Mas, Xico, e a pós-verdade? “A mesma internet vem com essa usina de fake news. Ajuda o bolsonarismo com essa indústria do ódio”, problematiza. Sim, existe um lado perverso e é preciso ser sábio e ligado para jogar esse jogo de comunicação. “Podemos combater no varejo, desmentindo, mostrando fatos que destroem. É quase uma política de combate permanente. Não tem uma receita”, aponta Xico, defensor do uso de recursos da linguagem literária como componente sedutor para o texto jornalístico. “É tão pouco usado, mas é sempre a grande saída, e está longe de ser uma novidade.”

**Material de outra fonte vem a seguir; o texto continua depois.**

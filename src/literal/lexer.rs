//! Lexer for literal expressions using logos

use logos::Logos;

pub use crate::error::Span;

#[derive(Logos, Debug, Clone, PartialEq)]
#[logos(skip r"[ \t\n\r]+")]
pub enum Token {
    #[token("True")]
    True,
    #[token("False")]
    False,
    #[token("None")]
    None,

    #[token("-")]
    Minus,

    // Delimiters
    #[token("[")]
    BracketOpen,
    #[token("]")]
    BracketClose,
    #[token("(")]
    ParenOpen,
    #[token(")")]
    ParenClose,
    #[token("{")]
    BraceOpen,
    #[token("}")]
    BraceClose,
    #[token(",")]
    Comma,
    #[token(":")]
    Colon,
    #[token(".")]
    Dot,

    #[regex(r"[0-9]+\.[0-9]*", |lex| lex.slice().parse::<f64>().ok())]
    Float(f64),

    #[regex(r"[0-9]+", |lex| lex.slice().parse::<i64>().ok())]
    Int(i64),

    #[regex(r#""([^"\\]|\\.)*""#, |lex| unescape(lex.slice()))]
    #[regex(r#"'([^'\\]|\\.)*'"#, |lex| unescape(lex.slice()))]
    Str(String),

    // Names never evaluate; the grammar rejects them
    #[regex(r"[a-zA-Z_][a-zA-Z0-9_]*", |lex| lex.slice().to_string(), priority = 1)]
    Ident(String),

    /// Anything the lexer does not recognize
    #[regex(r"[^ \t\n\r]", priority = 0)]
    Error,
}

impl Token {
    /// Tokens that only appear in expressions richer than plain literals
    pub fn is_unsupported(&self) -> bool {
        matches!(self, Token::Ident(_) | Token::Dot | Token::Error)
    }
}

/// Strip the quotes off a string token and process backslash escapes
fn unescape(quoted: &str) -> String {
    let inner = &quoted[1..quoted.len() - 1];
    let mut out = String::with_capacity(inner.len());
    let mut chars = inner.chars();
    while let Some(c) = chars.next() {
        if c != '\\' {
            out.push(c);
            continue;
        }
        match chars.next() {
            Some('n') => out.push('\n'),
            Some('t') => out.push('\t'),
            Some('r') => out.push('\r'),
            Some('0') => out.push('\0'),
            Some(other @ ('\\' | '\'' | '"')) => out.push(other),
            Some(other) => {
                out.push('\\');
                out.push(other);
            }
            None => out.push('\\'),
        }
    }
    out
}

/// Lex input string into tokens with spans. Unrecognized input is kept as
/// [`Token::Error`] so the grammar can report it.
pub fn lex(input: &str) -> impl Iterator<Item = (Token, Span)> + '_ {
    Token::lexer(input)
        .spanned()
        .map(|(tok, span)| (tok.unwrap_or(Token::Error), span))
}
//! The registry contract that resolution runs against

use std::collections::{HashMap, HashSet};

use thiserror::Error;

use super::resolved::Instance;

/// Failures signaled by a registry while resolving values
///
/// Readers never produce these; they surface lazily from
/// [`ValueDefinition::resolve`](super::ValueDefinition::resolve) and are
/// passed through unmodified.
#[derive(Debug, Clone, Error, PartialEq, Eq)]
pub enum RegistryError {
    /// No object is registered under the requested id
    #[error("unknown reference: no object named '{id}'")]
    UnknownReference { id: String },

    /// The id names a template that cannot be instantiated directly
    #[error("object '{id}' is abstract and cannot be instantiated")]
    AbstractInstantiation { id: String },

    /// Building the object failed inside its factory
    #[error("factory for '{id}' failed: {message}")]
    Factory { id: String, message: String },
}

impl RegistryError {
    pub fn unknown(id: impl Into<String>) -> Self {
        Self::UnknownReference { id: id.into() }
    }

    pub fn factory(id: impl Into<String>, message: impl Into<String>) -> Self {
        Self::Factory {
            id: id.into(),
            message: message.into(),
        }
    }
}

/// A source of live objects, supplied by the container at resolution time
pub trait Registry {
    /// Fetch the live object registered under `id`
    fn get_object(&self, id: &str) -> Result<Instance, RegistryError>;

    /// Fetch an object for use as a parent template. Unlike
    /// [`get_object`](Registry::get_object) this may materialize abstract
    /// definitions.
    fn get_template_object(&self, id: &str) -> Result<Instance, RegistryError> {
        self.get_object(id)
    }
}

/// Fixed id -> instance registry
///
/// Holds prebuilt instances only; it exists for tests and tooling that need
/// to drive resolution without a full container.
#[derive(Default)]
pub struct StaticRegistry {
    objects: HashMap<String, Instance>,
    templates: HashSet<String>,
}

impl StaticRegistry {
    pub fn new() -> Self {
        Self::default()
    }

    pub fn insert(&mut self, id: impl Into<String>, instance: Instance) {
        self.objects.insert(id.into(), instance);
    }

    /// Register an instance that is only reachable as a parent template
    pub fn insert_abstract(&mut self, id: impl Into<String>, instance: Instance) {
        let id = id.into();
        self.templates.insert(id.clone());
        self.objects.insert(id, instance);
    }

    pub fn contains(&self, id: &str) -> bool {
        self.objects.contains_key(id)
    }
}

impl Registry for StaticRegistry {
    fn get_object(&self, id: &str) -> Result<Instance, RegistryError> {
        if self.templates.contains(id) {
            return Err(RegistryError::AbstractInstantiation { id: id.to_string() });
        }
        self.get_template_object(id)
    }

    fn get_template_object(&self, id: &str) -> Result<Instance, RegistryError> {
        self.objects
            .get(id)
            .cloned()
            .ok_or_else(|| RegistryError::unknown(id))
    }
}
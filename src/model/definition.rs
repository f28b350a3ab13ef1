//! Object definitions and scopes

use std::fmt;
use std::str::FromStr;

use indexmap::IndexMap;
use thiserror::Error;

use super::factory::Factory;
use super::value::ValueDefinition;

/// Lifecycle tag recorded on a definition. Enforcement belongs to the container.
#[derive(Debug, Clone, Copy, Default, PartialEq, Eq, Hash)]
pub enum Scope {
    /// One shared instance per container
    #[default]
    Singleton,
    /// A new instance per request
    Prototype,
}

/// An explicitly given scope token that is not recognized
#[derive(Debug, Clone, Error, PartialEq, Eq)]
#[error("unknown scope '{token}' (expected singleton or prototype)")]
pub struct ScopeError {
    pub token: String,
}

impl Scope {
    pub fn as_str(&self) -> &'static str {
        match self {
            Scope::Singleton => "singleton",
            Scope::Prototype => "prototype",
        }
    }
}

impl FromStr for Scope {
    type Err = ScopeError;

    fn from_str(token: &str) -> Result<Self, Self::Err> {
        match token.trim() {
            "scope.SINGLETON" => Ok(Scope::Singleton),
            "scope.PROTOTYPE" => Ok(Scope::Prototype),
            t if t.eq_ignore_ascii_case("singleton") => Ok(Scope::Singleton),
            t if t.eq_ignore_ascii_case("prototype") => Ok(Scope::Prototype),
            _ => Err(ScopeError {
                token: token.to_string(),
            }),
        }
    }
}

impl fmt::Display for Scope {
    fn fmt(&self, f: &mut fmt::Formatter<'_>) -> fmt::Result {
        f.write_str(self.as_str())
    }
}

/// The dialect-neutral description of one thing to be constructed
#[derive(Debug, Clone, PartialEq)]
pub struct ObjectDefinition {
    /// Unique id within one resolved collection
    pub id: String,
    /// What gets constructed
    pub factory: Factory,
    pub scope: Scope,
    pub lazy_init: bool,
    /// Templates are never instantiated directly
    pub is_abstract: bool,
    /// Id of the template this definition inherits from
    pub parent: Option<String>,
    /// Positional constructor arguments; `None` marks an empty slot
    pub constructor_args: Vec<Option<ValueDefinition>>,
    /// Named constructor arguments in declaration order
    pub named_args: IndexMap<String, ValueDefinition>,
    /// Properties in declaration order
    pub properties: Vec<ValueDefinition>,
}

impl ObjectDefinition {
    /// Create a singleton definition with no arguments or properties
    pub fn new(id: impl Into<String>, factory: Factory) -> Self {
        Self {
            id: id.into(),
            factory,
            scope: Scope::Singleton,
            lazy_init: false,
            is_abstract: false,
            parent: None,
            constructor_args: Vec::new(),
            named_args: IndexMap::new(),
            properties: Vec::new(),
        }
    }

    pub fn with_scope(mut self, scope: Scope) -> Self {
        self.scope = scope;
        self
    }

    pub fn with_lazy_init(mut self, lazy_init: bool) -> Self {
        self.lazy_init = lazy_init;
        self
    }

    pub fn with_abstract(mut self, is_abstract: bool) -> Self {
        self.is_abstract = is_abstract;
        self
    }

    pub fn with_parent(mut self, parent: impl Into<String>) -> Self {
        self.parent = Some(parent.into());
        self
    }

    pub fn with_constructor_arg(mut self, arg: Option<ValueDefinition>) -> Self {
        self.constructor_args.push(arg);
        self
    }

    pub fn with_named_arg(mut self, name: impl Into<String>, value: ValueDefinition) -> Self {
        self.named_args.insert(name.into(), value);
        self
    }

    pub fn with_property(mut self, property: ValueDefinition) -> Self {
        self.properties.push(property);
        self
    }

    /// Look up a property by name
    pub fn property(&self, name: &str) -> Option<&ValueDefinition> {
        self.properties.iter().find(|p| p.name() == name)
    }
}

impl fmt::Display for ObjectDefinition {
    fn fmt(&self, f: &mut fmt::Formatter<'_>) -> fmt::Result {
        write!(f, "object {} ({}", self.id, self.scope)?;
        if self.lazy_init {
            write!(f, ", lazy-init")?;
        }
        if self.is_abstract {
            write!(f, ", abstract")?;
        }
        if let Some(parent) = &self.parent {
            write!(f, ", parent={}", parent)?;
        }
        write!(f, ") <- {}", self.factory)?;

        for (index, arg) in self.constructor_args.iter().enumerate() {
            match arg {
                Some(value) => write!(f, "\n  arg[{}] = {}", index, value)?,
                None => write!(f, "\n  arg[{}] = <unset>", index)?,
            }
        }
        for (name, value) in &self.named_args {
            write!(f, "\n  arg {} = {}", name, value)?;
        }
        for property in &self.properties {
            write!(f, "\n  property {} = {}", property.name(), property)?;
        }
        Ok(())
    }
}

#[cfg(test)]
mod tests {
    use super::*;
    use crate::model::Literal;

    #[test]
    fn test_scope_tokens() {
        assert_eq!("singleton".parse::<Scope>(), Ok(Scope::Singleton));
        assert_eq!("PROTOTYPE".parse::<Scope>(), Ok(Scope::Prototype));
        assert_eq!("scope.PROTOTYPE".parse::<Scope>(), Ok(Scope::Prototype));
    }

    #[test]
    fn test_unknown_scope_is_an_error() {
        let err = "session".parse::<Scope>().unwrap_err();
        assert_eq!(err.token, "session");
        assert!(err.to_string().contains("session"));
    }

    #[test]
    fn test_display_lists_arguments_and_properties() {
        let def = ObjectDefinition::new("app", Factory::reflective("shop.App"))
            .with_scope(Scope::Prototype)
            .with_constructor_arg(None)
            .with_constructor_arg(Some(ValueDefinition::reference("constr[1]", "db")))
            .with_property(ValueDefinition::scalar("debug", Literal::Bool(true)));

        insta::assert_snapshot!(def.to_string(), @r###"
        object app (prototype) <- shop.App
          arg[0] = <unset>
          arg[1] = ref(db)
          property debug = true
        "###);
    }
}
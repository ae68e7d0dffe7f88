use std::sync::atomic::{AtomicU64, Ordering};

use farcall::{Error, ErrorKind, MockOutcome, MockRequest, Payload, Prx, ReplyStatus, Result};
use serde::{Deserialize, Serialize};

#[derive(Serialize, Deserialize, Debug, Clone)]
pub struct Job {
    pub text: String,
    pub copies: u32,
}

#[farcall::interface("::Demo::Printer")]
pub trait Printer {
    async fn print(&self, job: &Job) -> Result<()>;

    #[idempotent]
    async fn queue_len(&self) -> Result<u64>;
}

/// In-process stand-in for a printer server, answering over the mock
/// transport.
#[derive(Debug, Default)]
pub struct ScriptedPrinter {
    printed: AtomicU64,
    /// Drop the connection on every n-th request, 0 for never.
    pub drop_every: usize,
}

impl ScriptedPrinter {
    #[must_use]
    pub fn new(drop_every: usize) -> Self {
        Self {
            drop_every,
            ..Default::default()
        }
    }

    pub fn respond(&self, req: &MockRequest) -> MockOutcome {
        if self.drop_every != 0 && (req.index + 1) % self.drop_every == 0 {
            return MockOutcome::LoseConnection(Error::new(
                ErrorKind::ConnectionClosed,
                "printer restarted".to_string(),
            ));
        }
        match self.handle(req) {
            Ok(payload) => MockOutcome::Reply(ReplyStatus::Ok, payload),
            Err(e) if e.kind == ErrorKind::OperationNotExist => {
                MockOutcome::Reply(ReplyStatus::OperationNotExist, Payload::Empty)
            }
            Err(e) => match Payload::encode(&e, req.meta.use_msgpack()) {
                Ok(payload) => MockOutcome::Reply(ReplyStatus::UserException, payload),
                Err(_) => MockOutcome::Reply(ReplyStatus::UnknownException, Payload::Empty),
            },
        }
    }

    fn handle(&self, req: &MockRequest) -> Result<Payload> {
        let msgpack = req.meta.use_msgpack();
        match req.meta.operation.as_str() {
            "_ping" => Ok(Payload::Empty),
            "_is_a" => {
                let type_id: String = req.payload.decode(msgpack)?;
                let is_a = type_id == PrinterPrx::TYPE_ID || type_id == "::Object";
                Payload::encode(&is_a, msgpack)
            }
            "print" => {
                let job: Job = req.payload.decode(msgpack)?;
                if job.copies == 0 {
                    return Err(Error::new(
                        ErrorKind::UserException("::Demo::NoCopies".to_string()),
                        format!("nothing to print for {:?}", job.text),
                    ));
                }
                tracing::info!("printing {:?} x{}", job.text, job.copies);
                self.printed.fetch_add(u64::from(job.copies), Ordering::AcqRel);
                Ok(Payload::Empty)
            }
            "queue_len" => Payload::encode(&self.printed.load(Ordering::Acquire), msgpack),
            _ => Err(Error::kind(ErrorKind::OperationNotExist)),
        }
    }
}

Nos Estados Unidos, jornalistas como Gay Talese, Tom Wolfe, Joseph Mitchell e Hunter S. Thompson mudaram as regras textuais na imprensa. “Esse atrativo da literatura é muito pouco usado. É uma burrice. É um chamado para a leitura. Você fazer um texto mais atrativo, com diálogos, com armas da velha e boa literatura, oferecerá ao leitor um atrativo, um presente, que no geral os jornais não se preocupam, pois seus textos são áridos e objetivos”, atesta o autor de “Os Machões Não Dançam” (2015), “A Pátria em Sandálias da Humildade” (2016) e “Big Jato” (2012).

Crônica
Cronista que empilha referências oswaldianas numa velocidade metafórica, gracilianas na concisão das frases e rodrigueanas na irreverência do sabor do amor e desamor, Xico Sá explica que a crônica se supunha morta nos jornais na década de 1990, um pouco antes de a internet se tornar parte de nossas vidas. Mas com o novo meio de comunicação, por ser um texto de natureza enxuta, lírica, afetuosa, ou uma conversa de dois amigos entre uma cerveja e outra e um café e outro, o gênero renasceu: “hoje temos uma boa fartura de cronistas, embora eu use uma referência mais antiga.”

Quem são os mestres a que recorre? Lima Barreto e João do Rio, além – claro – de Nelson Rodrigues, Paulo Mendes Campos e Antonio Maria. “Podem ser aplicados a qualquer assunto de hoje, pra contar essa nossa história, em relação aos costumes, à cultura, à política, às artes. Dá pra aplicar a crônica com relativo sucesso a qualquer hora. É quase como se puxasse uma cadeira no bar e bebesse um trago, uma cerveja, ou tomasse um café, pra não ficar só em quem bebe, com o leitor. Quando vou escrever uma crônica me sinto sempre com essa imagem na cabeça”, revela.

Desprovida do compromisso do historiador, ou do grande sociólogo, a crônica se consolida nos pequenos fatos, na mudança de costume, deixando seu testemunho da história. “Não está fazendo o grande livro do registro histórico, mas você está contando por outras vias o que se passa. Por exemplo, durante a pandemia, você vai ter todas as polêmicas e tudo o que aconteceu através dos cronistas. Tá lá o cara falando dos teimosos que não usam máscara, outro falando da estranheza em tirá-la para tomar uma cerveja”, conta o cronista, citando a dificuldade que teve ao se trancar em casa e esbarrar na falta de assunto, já que sua matéria-prima está no cotidiano.

Xico, autor do romance “Big Jato” que foi adaptado para o cinema pelo cineasta Cláudio Assis em 2014, diz que terminou uma obra que deve ser publicada em março ou abril do ano que vem. Em certo sentido, em matéria de livro, é o que Belchior cantou na música “Divina Comédia” - “mais angustiado que um goleiro na hora do gol.” “Tinha uma obsessão pela figura solitária do goleiro: é o único que pega a bola com a mão. É o cara que não pode falhar, tem essa missão”, reflete o escritor.

De fato, os dez podem, de certa forma, errar e não será fatal, mas o arqueiro jamais: carrega toda essa obsessão de ser eficiente o tempo todo, estar atento, defender o time. Xico transporta isso para vida, a ideia de sermos 24 horas bons. “Nesse sentido, é um romance existencialista. Em 90 minutos, o que se passa na cabeça do goleiro? Eu via muito futebol na infância e ficava pensando o que o goleiro pensava, como ele estava vivendo esse momento de uma certa solidão, embaixo da trave”, antecipa.

Para o ciclo de palestras Diálogos Contemporâneos, nesta terça-feira, 26, no Teatro Goiânia, Xico Sá dá a letra: “vai ser como se estivéssemos no botequim conversando.”